The question of how much an auto insurance company will pay when a car is totalled in an accident is a common one. The amount the company will pay out is based on the car’s cash value. This amount is not the same as how much it would cost to replace the car or what the owner paid for it originally. Instead, it reflects how a vehicle with similar features would cost.
Insurance companies will pay out when a car is totalled if the driver has physical damage coverage. Collision insurance pays for the cost to repair a vehicle which has been damaged due to coming into contact with another car or an inanimate object. Comprehensive auto insurance coverage pays out when the damage to the vehicle is caused by another type of event, including:
- Falling objects
- Striking an animal
Insurance Payout for a Totalled Vehicle
When an accident occurs, the insurance company determines whether the car can be repaired. The vehicle will be taken to a garage where the amount of damage will be evaluated. The owner and the adjuster will receive an estimate of how much it will cost to repair the car.

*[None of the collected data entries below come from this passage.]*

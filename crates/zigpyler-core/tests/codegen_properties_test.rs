//! Property-style checks over transpiled output: binding keywords,
//! canonical type mapping, unpack typing, augmented self-attributes, and
//! error-union transitivity.

use zigpyler_analysis::TypeInferencer;
use zigpyler_core::{AstBridge, ZigpylerPipeline};
use zigpyler_hir::NativeType;

fn transpile(source: &str) -> String {
    ZigpylerPipeline::new().transpile(source).unwrap()
}

#[test]
fn primitive_literals_map_to_canonical_target_types() {
    let out = transpile("a = 1\nb = 2.5\nc = \"hi\"\nd = True\n");
    assert!(out.contains("const a = 1;"), "{out}");
    assert!(out.contains("const b = 2.5;"), "{out}");
    assert!(out.contains("const c = \"hi\";"), "{out}");
    assert!(out.contains("const d = true;"), "{out}");
}

#[test]
fn tuple_unpack_assigns_matching_element_types() {
    let module = AstBridge::new()
        .parse_module("a, b, c = 1, \"x\", 2.5\n")
        .unwrap();
    let types = TypeInferencer::new().infer_module(&module).unwrap();
    assert_eq!(types.var_type("", "a"), NativeType::int());
    assert_eq!(types.var_type("", "b"), NativeType::str_literal());
    assert_eq!(types.var_type("", "c"), NativeType::Float);
}

#[test]
fn single_write_is_const_and_rewrites_are_var() {
    let out = transpile(
        r#"
def f():
    once = 1
    twice = 1
    twice = 2
    return once + twice
"#,
    );
    assert!(out.contains("const once = 1;"), "{out}");
    assert!(out.contains("var twice = 1;"), "{out}");
    assert!(out.contains("twice = 2;"), "{out}");
}

#[test]
fn augmented_assign_forces_mutable_binding() {
    let out = transpile("def f():\n    n = 0\n    n += 5\n    return n\n");
    assert!(out.contains("var n = 0;"), "{out}");
    assert!(out.contains("n += 5;"), "{out}");
}

#[test]
fn static_field_augment_updates_field_directly() {
    let out = transpile(
        r#"
class Counter:
    def __init__(self):
        self.n = 0

    def bump(self):
        self.n += 1
"#,
    );
    assert!(out.contains("self.n += 1;"), "{out}");
    // Self-mutation forces the mutable receiver form.
    assert!(out.contains("pub fn bump(self: *@This())"), "{out}");
}

#[test]
fn dynamic_field_augment_goes_through_instance_dict() {
    let out = transpile(
        r#"
class Box:
    def __init__(self):
        self.v = 1

    def flip(self):
        self.v = "text"

    def bump(self):
        self.v += 1
"#,
    );
    assert!(out.contains("__dict: py.AttrDict"), "{out}");
    assert!(
        out.contains("self.__dict.put(\"v\", py.value((self.__dict.get(\"v\").? + 1)))"),
        "{out}"
    );
}

#[test]
fn error_union_propagates_through_the_call_graph() {
    let out = transpile(
        r#"
def inner():
    raise ValueError("bad")

def outer():
    inner()

def outermost():
    outer()
"#,
    );
    assert!(out.contains("fn inner() !void"), "{out}");
    assert!(out.contains("fn outer() !void"), "{out}");
    assert!(out.contains("fn outermost() !void"), "{out}");
    assert!(out.contains("try inner();"), "{out}");
    assert!(out.contains("try outer();"), "{out}");
}

#[test]
fn unused_binding_becomes_discard() {
    let out = transpile("def f():\n    ghost = 1\n    return 2\n");
    assert!(out.contains("_ = 1;"), "{out}");
    assert!(!out.contains("const ghost"), "{out}");
}

#[test]
fn keyword_named_locals_are_renamed() {
    let out = transpile("def f():\n    error = 1\n    return error\n");
    // `error` is reserved in the target; the rename map disambiguates.
    assert!(out.contains("error__1"), "{out}");
    assert!(!out.contains("const error = "), "{out}");
}

#[test]
fn callable_parameter_escalates_to_generic_over_its_annotation() {
    let out = transpile("def f(cb: int):\n    cb()\n");
    // Call-position use overrides even an explicit annotation.
    assert!(out.contains("fn f(cb: anytype)"), "{out}");
    assert!(!out.contains("cb: i64"), "{out}");
}

#[test]
fn iterator_and_type_check_parameters_escalate_to_generic() {
    let out = transpile(
        r#"
def walk(items):
    for x in items:
        print(x)

def check(value):
    return isinstance(value, int)
"#,
    );
    assert!(out.contains("fn walk(items: anytype)"), "{out}");
    assert!(out.contains("fn check(value: anytype)"), "{out}");
}

#[test]
fn string_comparison_uses_runtime_equality() {
    let out = transpile("def f(mode):\n    if mode == \"fast\":\n        return 1\n    return 0\n");
    // The parameter compared against a string literal gets string type.
    assert!(out.contains("mode: []const u8"), "{out}");
    assert!(out.contains("py.str.eql(mode, \"fast\")"), "{out}");
}

#[test]
fn big_literals_get_explicit_annotations() {
    let out = transpile("def f():\n    big = 1 << 70\n    return big\n");
    assert!(out.contains(": py.BigInt"), "{out}");
}

#[test]
fn shift_rhs_is_cast_to_the_shift_amount_type() {
    let out = transpile("def f(a, b):\n    return a << b\n");
    assert!(out.contains("<< @intCast(b)"), "{out}");
}

#[test]
fn dict_element_augment_rewrites_to_put_of_get() {
    let out = transpile(
        "def f():\n    d = {\"k\": 1}\n    d[\"k\"] += 2\n    return d\n",
    );
    assert!(
        out.contains("d.put(\"k\", (d.get(\"k\").? + 2))"),
        "{out}"
    );
}

#[test]
fn global_statement_writes_file_scope_binding() {
    let out = transpile(
        "counter = 0\n\ndef bump():\n    global counter\n    counter = counter + 1\n\nbump()\n",
    );
    assert!(out.contains("var counter = 0;"), "{out}");
    assert!(out.contains("counter = (counter + 1);"), "{out}");
}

The insurance company will consider the current cash value of the vehicle and how much it will cost to repair it when determining whether to repair the car or if the damage is too serious to warrant repairing it.
If the auto insurance company determines that the car has been totalled, it will write a check for the current cash value of the car, less the amount of the policy deductible. This is the amount the policyholder is responsible for paying out of pocket toward the cost of settling a claim.
To decide what the amount of the payout should be when a car is totalled in an accident, the insurance company looks at how much it would cost to buy the same make and model vehicle in similar condition and with the same mileage. This figure is used to determine its current cash value. If there is an outstanding loan on the vehicle, the financing company is entitled to receive this amount from the insurance settlement.
Gap Auto Insurance Coverage
A car depreciates in value starting with the time it is driven off the dealer’s lot. It’s possible for a vehicle owner to owe more on the car that it is worth. If the car is totalled in an accident, the insurance company’s payout may not be enough to pay off the outstanding loan.
To avoid being in a position where a vehicle owner has to continue making payments on a vehicle he or she can no longer drive, gap insurance coverage is available. Adding this type of coverage to a policy means that the insurance company will pay the difference between the amount the car’s cash value and the amount the owner owes on it.